Die EULE-ORGEL in Berlin-Spandau
PLANUNG
Der Orgelneubau sollte musikalisch und raumgestalterisch der Bedeutung
der im 15. Jahrhundert vollendeten Hallenumgangskirche entsprechen,
die zum Ursprung der Reformation in Berlin-Brandenburg wurde. Die Baugeschichte
der St. Nikolai-Kirche und ihrer ehemaligen Orgeln, vor allem des zweimanualigen
Werkes von Joachim Wagner, sollten das Konzept der neuen Orgel wesentlich
mitbestimmen; dennoch war ein modernes, zeitgemäßes Instrument
geplant, das neben den liturgischen Erfordernissen auch die Anforderungen
eines Konzertinstrumentes erfüllen muß.
Joachim Wagner, zwei Jahre Geselle bei Gottfried Silbermann, hat eine
Variante des sächsischen Stils nach Berlin-Brandenburg gebracht,
der von Schülern und Enkelschülern bis weit in die zweite
Hälfte des 19. Jahrhunderts gebaut wurde. Das dem Meister des Barock
verpflichtete Werk sollte drei Manuale mit Pedal umfassen.
Während das I. und II. Manual vorrangig die klanglichen Elemente
Joachim Wagners aufgreift, steht das dritte Manual in der Mensuration
an der Schwelle des 18. und 19. Jahrhunderts, wie sie bei frühen
Werken Friedrich Ladegasts zu finden ist. Auch er prägte die Spandauer
Orgelgeschichte wesentlich mit.
Die Ausführung des Orgelbaus sollte in allen Teilen den Erfordernissen
kunsthandwerklichen, individuellen Schaffens entsprechen.

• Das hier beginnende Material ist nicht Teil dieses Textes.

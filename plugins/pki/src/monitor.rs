//! `pki-monitor`: certificate policy enforcement

use async_trait::async_trait;
use sdk::control_plane::PathData;
use sdk::errors::{InstallerError, Result};
use sdk::expr::ExprContext;
use sdk::plugin::{asset_substring, PluginContext, PluginImplementation};
use sdk::release::ReleaseIndex;
use sdk::types::ResolvedRelease;
use serde::Deserialize;
use serde_json::json;

use crate::entities::{self, PolicySpec, RoleSpec, SecretSpec};

pub const TYPE_NAME: &str = "pki-monitor";
pub const REPOSITORY: &str = "vplug-io/vault-pki-monitor";

#[derive(Debug, Default, Deserialize)]
#[serde(deny_unknown_fields)]
struct MonitorBody {
    #[serde(default)]
    secret: SecretSpec,
    #[serde(default)]
    policy: PolicySpec,
    #[serde(default, rename = "role")]
    roles: Vec<RoleSpec>,
}

/// Monitor plugin: a secret, one policy and the roles it governs
#[derive(Debug, Clone, Default)]
pub struct PkiMonitor {
    pub secret: SecretSpec,
    pub policy: PolicySpec,
    pub roles: Vec<RoleSpec>,
}

impl PkiMonitor {
    fn secret_zone(&self) -> PathData {
        let mut data = PathData::new();
        if let Some(zone) = self.secret.visible_fields().remove("zone") {
            data.insert("zone".into(), zone);
        }
        data
    }

    fn role_binding(&self) -> PathData {
        let mut data = PathData::new();
        data.insert("enforcement_policy".into(), json!(self.policy.name));
        data
    }
}

#[async_trait]
impl PluginImplementation for PkiMonitor {
    fn type_name(&self) -> &'static str {
        TYPE_NAME
    }

    async fn parse(&mut self, body: toml::Value, ctx: &ExprContext) -> Result<()> {
        let body: MonitorBody = ctx.decode(body).await?;
        self.secret = body.secret;
        self.policy = body.policy;
        self.roles = body.roles;
        Ok(())
    }

    fn validate(&self) -> Result<()> {
        self.secret.validate()?;
        self.policy.validate()?;
        entities::validate_roles(&self.roles)?;

        let referenced = self
            .policy
            .enforcement_roles
            .iter()
            .chain(self.policy.defaults_roles.iter());
        for name in referenced {
            if !self.roles.iter().any(|r| &r.name == name) {
                return Err(InstallerError::InvalidConfig(format!(
                    "policy '{}' references undeclared role '{}'",
                    self.policy.name, name
                )));
            }
        }
        Ok(())
    }

    async fn resolve_download_url(
        &self,
        releases: &dyn ReleaseIndex,
        version: &str,
        build_arch: Option<&str>,
    ) -> Result<ResolvedRelease> {
        releases
            .resolve_download_url(REPOSITORY, version, &asset_substring(build_arch))
            .await
    }

    async fn configure(&self, ctx: &PluginContext<'_>) -> Result<()> {
        entities::write_entity(
            ctx,
            &format!("Secret {}", self.secret.name),
            &self.secret.path(),
            &self.secret.payload(),
        )
        .await?;
        entities::write_entity(
            ctx,
            &format!("Policy {}", self.policy.name),
            &self.policy.path(),
            &self.policy.payload(&self.secret.name),
        )
        .await?;
        for role in &self.roles {
            entities::write_entity(
                ctx,
                &format!("Role {}", role.name),
                &role.path(),
                &role.payload(&self.secret.name, Some(&self.policy.name)),
            )
            .await?;
        }
        Ok(())
    }

    async fn check(&self, ctx: &PluginContext<'_>) -> Result<()> {
        entities::verify_entity(
            ctx,
            &format!("Verify secret {}", self.secret.name),
            &self.secret.path(),
            &self.secret_zone(),
        )
        .await?;

        let mut policy_fields = self.policy.payload(&self.secret.name);
        policy_fields.remove("credentials");
        entities::verify_entity(
            ctx,
            &format!("Verify policy {}", self.policy.name),
            &self.policy.path(),
            &policy_fields,
        )
        .await?;

        let binding = self.role_binding();
        for role in &self.roles {
            entities::verify_entity(
                ctx,
                &format!("Verify role {}", role.name),
                &role.path(),
                &binding,
            )
            .await?;
        }
        Ok(())
    }
}
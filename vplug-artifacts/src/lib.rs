//! vplug artifact handling
//!
//! This crate resolves plugin releases to download URLs, downloads the
//! release archive, unpacks its binary and checksum entries and verifies the
//! binary's SHA-256 digest before anything else sees it.

pub mod download;
pub mod release;
pub mod verifier;

pub use download::{extract_archive, verify_archive, ArchiveContents, HttpArtifactFetcher};
pub use release::{GitHubReleases, Release, ReleaseAsset};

Mit der Grundforderung nach einem Instrument unserer Zeit entstand ein
Werk, bei dem auch die Orgelgeschichte von St. Nikolai spürbar
bleibt.
GESTALTUNG
Burkhart Goethe:
Anders als bei sonstigen Bauwerken wird das Äußere einer
Orgel fast ausschließlich von der Funktion geprägt. Schließlich
ist es nicht ein architektonischer Körper "per se", sondern
in erster Linie ein Musikinstrument. Die dadurch geprägten, gestalterischen
Präliminarien sind Anregung und Fessel zugleich: Eben keine weitgehende
gestalterische Freiheit, sondern eine vorgegebene Richtschnur durch
Trakturverläufe, Pfeifenaufstellung, Klangabstrahlung, Klimabeständigkeit
und vieles andere mehr.
rundidee für die innere und äußere Struktur der neuen
Orgel in St. Nikolai war denn auch nicht die vollkommene Nachbildung
der 1734 erbauten Orgel Joachim Wagners, sondern lediglich eine Anlehnung,
eine Reminiszenz an dieses großartige, 1880 wieder entfernte Werk.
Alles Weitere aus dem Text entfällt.